/// Bytecode operations
///
/// Opcodes are dense: every value from `0x00` to `0x38` decodes, and the
/// discriminants are the wire encoding.
#[derive(Copy, Clone, Debug, Eq, PartialEq)]
#[repr(u8)]
pub enum Op {
    /// Spend a cycle doing nothing
    Nop = 0x00,
    /// Stop the dispatch loop
    Halt = 0x01,
    /// Push the next byte, zero extended
    U8 = 0x02,
    /// Push the next two bytes as a little-endian halfword
    U16 = 0x03,
    /// Push the next four bytes as a little-endian word
    I32 = 0x04,
    /// Push the address of an inline counted string and skip past it
    Str = 0x05,
    /// Branch forward if the popped flag is zero
    Bz = 0x06,
    /// Branch forward if the popped flag is nonzero
    Bnz = 0x07,
    /// Add a halfword offset to the program counter, wrapping
    Jmp = 0x08,
    /// Jump like [`Op::Jmp`], pushing a return address first
    Jal = 0x09,
    /// Jump to the address popped from the return stack
    Ret = 0x0a,
    /// Jump to the address popped from the data stack, saving a link
    Call = 0x0b,
    /// Load a byte, zero extended
    Lb = 0x0c,
    /// Store the low byte of the second item
    Sb = 0x0d,
    /// Load a little-endian halfword, zero extended
    Lh = 0x0e,
    /// Store the low halfword of the second item
    Sh = 0x0f,
    /// Load a little-endian word
    Lw = 0x10,
    /// Store a word
    Sw = 0x11,
    /// Add one to the top item
    Inc = 0x12,
    /// Subtract one from the top item
    Dec = 0x13,
    /// Wrapping addition
    Add = 0x14,
    /// Wrapping subtraction
    Sub = 0x15,
    /// Wrapping negation of the top item
    Neg = 0x16,
    /// Wrapping multiplication
    Mul = 0x17,
    /// Signed division, truncating toward zero
    Div = 0x18,
    /// Signed remainder
    Mod = 0x19,
    /// Logical left shift
    Sll = 0x1a,
    /// Logical right shift
    Srl = 0x1b,
    /// Arithmetic right shift
    Sra = 0x1c,
    /// Bitwise complement of the top item
    Inv = 0x1d,
    /// Bitwise exclusive or
    Xor = 0x1e,
    /// Bitwise or
    Or = 0x1f,
    /// Bitwise and
    And = 0x20,
    /// Logical or, yielding 0 or 1
    Orl = 0x21,
    /// Logical and, yielding 0 or 1
    Andl = 0x22,
    /// Signed greater-than, yielding 0 or 1
    Gt = 0x23,
    /// Signed less-than, yielding 0 or 1
    Lt = 0x24,
    /// Signed greater-or-equal, yielding 0 or 1
    Gte = 0x25,
    /// Signed less-or-equal, yielding 0 or 1
    Lte = 0x26,
    /// Equality, yielding 0 or 1
    Eq = 0x27,
    /// Inequality, yielding 0 or 1
    Ne = 0x28,
    /// Discard the top item
    Drop = 0x29,
    /// Push a copy of the top item
    Dup = 0x2a,
    /// Push a copy of the second item
    Over = 0x2b,
    /// Exchange the top two items
    Swap = 0x2c,
    /// Push a copy of the top of the return stack
    R = 0x2d,
    /// Move the top item to the return stack
    Mtr = 0x2e,
    /// Discard the top of the return stack
    Rdrop = 0x2f,
    /// Write the low byte of the popped item to the host
    Emit = 0x30,
    /// Write a counted string from memory to the host
    Print = 0x31,
    /// Write a newline to the host
    Cr = 0x32,
    /// Write the popped item in decimal
    Dot = 0x33,
    /// Write the popped item in hex
    Doth = 0x34,
    /// Write the whole data stack in decimal
    Dots = 0x35,
    /// Write the whole data stack in hex
    Dotsh = 0x36,
    /// Write the whole return stack in hex
    Dotrh = 0x37,
    /// Write a hexdump of a span of memory
    Dump = 0x38,
}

**Exercise directions**
Copy each entry above exactly, character for character.

**Finished task**
/// Bytecode operations
///
/// Opcodes are dense: every value from `0x00` to `0x38` decodes, and the
/// discriminants are the wire encoding.
#[derive(Copy, Clone, Debug, Eq, PartialEq)]
#[repr(u8)]
pub enum Op {
    /// Spend a cycle doing nothing
    Nop = 0x00,
    /// Stop the dispatch loop
    Halt = 0x01,
    /// Push the next byte, zero extended
    U8 = 0x02,
    /// Push the next two bytes as a little-endian halfword
    U16 = 0x03,
    /// Push the next four bytes as a little-endian word
    I32 = 0x04,
    /// Push the address of an inline counted string and skip past it
    Str = 0x05,
    /// Branch forward if the popped flag is zero
    Bz = 0x06,
    /// Branch forward if the popped flag is nonzero
    Bnz = 0x07,
    /// Add a halfword offset to the program counter, wrapping
    Jmp = 0x08,
    /// Jump like [`Op::Jmp`], pushing a return address first
    Jal = 0x09,
    /// Jump to the address popped from the return stack
    Ret = 0x0a,
    /// Jump to the address popped from the data stack, saving a link
    Call = 0x0b,
    /// Load a byte, zero extended
    Lb = 0x0c,
    /// Store the low byte of the second item
    Sb = 0x0d,
    /// Load a little-endian halfword, zero extended
    Lh = 0x0e,
    /// Store the low halfword of the second item
    Sh = 0x0f,
    /// Load a little-endian word
    Lw = 0x10,
    /// Store a word
    Sw = 0x11,
    /// Add one to the top item
    Inc = 0x12,
    /// Subtract one from the top item
    Dec = 0x13,
    /// Wrapping addition
    Add = 0x14,
    /// Wrapping subtraction
    Sub = 0x15,
    /// Wrapping negation of the top item
    Neg = 0x16,
    /// Wrapping multiplication
    Mul = 0x17,
    /// Signed division, truncating toward zero
    Div = 0x18,
    /// Signed remainder
    Mod = 0x19,
    /// Logical left shift
    Sll = 0x1a,
    /// Logical right shift
    Srl = 0x1b,
    /// Arithmetic right shift
    Sra = 0x1c,
    /// Bitwise complement of the top item
    Inv = 0x1d,
    /// Bitwise exclusive or
    Xor = 0x1e,
    /// Bitwise or
    Or = 0x1f,
    /// Bitwise and
    And = 0x20,
    /// Logical or, yielding 0 or 1
    Orl = 0x21,
    /// Logical and, yielding 0 or 1
    Andl = 0x22,
    /// Signed greater-than, yielding 0 or 1
    Gt = 0x23,
    /// Signed less-than, yielding 0 or 1
    Lt = 0x24,
    /// Signed greater-or-equal, yielding 0 or 1
    Gte = 0x25,
    /// Signed less-or-equal, yielding 0 or 1
    Lte = 0x26,
    /// Equality, yielding 0 or 1
    Eq = 0x27,
    /// Inequality, yielding 0 or 1
    Ne = 0x28,
    /// Discard the top item
    Drop = 0x29,
    /// Push a copy of the top item
    Dup = 0x2a,
    /// Push a copy of the second item
    Over = 0x2b,
    /// Exchange the top two items
    Swap = 0x2c,
    /// Push a copy of the top of the return stack
    R = 0x2d,
    /// Move the top item to the return stack
    Mtr = 0x2e,
    /// Discard the top of the return stack
    Rdrop = 0x2f,
    /// Write the low byte of the popped item to the host
    Emit = 0x30,
    /// Write a counted string from memory to the host
    Print = 0x31,
    /// Write a newline to the host
    Cr = 0x32,
    /// Write the popped item in decimal
    Dot = 0x33,
    /// Write the popped item in hex
    Doth = 0x34,
    /// Write the whole data stack in decimal
    Dots = 0x35,
    /// Write the whole data stack in hex
    Dotsh = 0x36,
    /// Write the whole return stack in hex
    Dotrh = 0x37,
    /// Write a hexdump of a span of memory
    Dump = 0x38,
}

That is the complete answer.